Proactive risk management and compliance use AI agents to track regulatory change and trigger responses before something becomes an incident. The migration tool ties it together, automating what’s traditionally been a slow, expensive, and politically fraught switch.
Rex Thexton, Global Chief Technology Officer at Accenture Cybersecurity, framed the launch around a structural complaint rather than a feature list:
“Companies need more than isolated security tools. They need the ability to connect risk insights, automate decision-making, and respond at enterprise scale.”
It’s a fair point. Most large security estates aren’t short of tools. They’re short of a way to make those tools talk to each other. Lou Fiorello, group vice president and general manager of Security and Risk products at ServiceNow, made the case for where this is heading:
“The future of cybersecurity will be driven by autonomous operations powered by AI. ServiceNow and Accenture are moving customers toward that future by combining enterprise AI, integrated workflows, and deep cyber expertise.”
Data breach costs reached an all-time high in the US last year. The companies cited $10.22 million per incident, up 9% on 2024. More relevant to this launch is a second figure. The gap between a vulnerability being discovered and exploited has shrunk from months to hours, largely because attackers are using AI too. That’s the backdrop against which “we’ll automate your migration” starts to sound increasingly like proper table stakes.
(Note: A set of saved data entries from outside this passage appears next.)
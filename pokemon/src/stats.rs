/// The stats of a pokemon once it enters a battle
#[derive(Debug, Clone, Copy, PartialEq, Eq)]
pub struct BattleStats {
    pub max_hp: u16,
}

/// HP gained on every level, on top of the base stat
pub const HP_PER_LEVEL: u16 = 5;

/// ``Base + Level * 5``
pub fn derive_stats(base_hp: u16, level: u8) -> BattleStats {
    let bonus = level as u16 * HP_PER_LEVEL;

    BattleStats {
        max_hp: base_hp.saturating_add(bonus),
    }
}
Reading Between the Lines for Legacy Platform Migration
What’s notable here isn’t the tech. Agentic AI bolted onto risk platforms is becoming the industry standard rather than the exception. What’s striking is the framing. Accenture and ServiceNow are pitching an easier exit from whatever you’re currently stuck with, which is a more honest acknowledgement of the actual barrier than most vendor launches manage. Migration projects fail less often because the new platform is bad and more often because the move itself goes wrong. Naming that problem directly, rather than burying it under capability claims, is the smarter pitch.
It also slots Accenture and ServiceNow into a crowded field. Microsoft, Salesforce, and IBM are all chasing similar territory, while ServiceNow’s own parallel expansion with IBM on legacy integration suggests nobody thinks this market is settled yet. Accenture’s recent recognition as a Leader in IDC MarketScape’s cybersecurity GRC assessment gives the partnership some credibility. However, the real test will be deployment numbers rather than analyst reports.
What it Means if You’re the One Signing Off
For CIOs and CISOs weighing platform consolidation, most teams tend to avoid modernisation because the move itself has historically cost more, in time and risk, than staying put. If the migration tooling delivers on that promise, it changes the maths.
For anyone running OT-heavy operations, such as manufacturing, utilities, and logistics, the IT/OT convergence piece deserves a closer look than the headline cybersecurity story usually gets. That’s the key element of the offering that solves a problem that’s been ignored for years, not just repackaged.